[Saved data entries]
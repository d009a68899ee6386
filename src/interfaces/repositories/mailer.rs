use async_trait::async_trait;

use crate::entities::email::{DispatchOutcome, OutgoingEmail};

/// Transactional email provider. Failures come back as
/// [`DispatchOutcome::Rejected`], never as a panic or an `Err`.
#[async_trait]
pub trait Mailer: Send + Sync {
    async fn send(&self, email: &OutgoingEmail) -> DispatchOutcome;
}
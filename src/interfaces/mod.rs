pub mod handlers;
pub mod repositories;
pub mod routes;
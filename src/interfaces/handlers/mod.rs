pub mod contact;
pub mod system;
pub mod entities;
pub mod use_cases;
use async_trait::async_trait;
use serde_json::Value;

use crate::{entities::contact::ContactRequest, errors::TransportError};

/// What came back from the contact endpoint. `body` is `{}` when the
/// response was not JSON.
#[derive(Debug, Clone, PartialEq)]
pub struct TransportResponse {
    pub status: u16,
    pub body: Value,
}

impl TransportResponse {
    pub fn is_success(&self) -> bool {
        (200..300).contains(&self.status)
    }

    pub fn error_message(&self) -> Option<&str> {
        self.body.get("error").and_then(Value::as_str)
    }
}

#[async_trait]
pub trait ContactTransport: Send + Sync {
    async fn post_contact(&self, request: &ContactRequest) -> Result<TransportResponse, TransportError>;
}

Exercise prompt
Set down the data once more, word for word.

Finished task
repository d009a68899ee6386
filename src/interfaces/repositories/mailer.rs
use async_trait::async_trait;

use crate::entities::email::{DispatchOutcome, OutgoingEmail};

/// Transactional email provider. Failures come back as
/// [`DispatchOutcome::Rejected`], never as a panic or an `Err`.
#[async_trait]
pub trait Mailer: Send + Sync {
    async fn send(&self, email: &OutgoingEmail) -> DispatchOutcome;
}
filename src/interfaces/mod.rs
pub mod handlers;
pub mod repositories;
pub mod routes;
filename src/interfaces/handlers/mod.rs
pub mod contact;
pub mod system;
pub mod entities;
pub mod use_cases;
use async_trait::async_trait;
use serde_json::Value;

use crate::{entities::contact::ContactRequest, errors::TransportError};

/// What came back from the contact endpoint. `body` is `{}` when the
/// response was not JSON.
#[derive(Debug, Clone, PartialEq)]
pub struct TransportResponse {
    pub status: u16,
    pub body: Value,
}

impl TransportResponse {
    pub fn is_success(&self) -> bool {
        (200..300).contains(&self.status)
    }

    pub fn error_message(&self) -> Option<&str> {
        self.body.get("error").and_then(Value::as_str)
    }
}

#[async_trait]
pub trait ContactTransport: Send + Sync {
    async fn post_contact(&self, request: &ContactRequest) -> Result<TransportResponse, TransportError>;
}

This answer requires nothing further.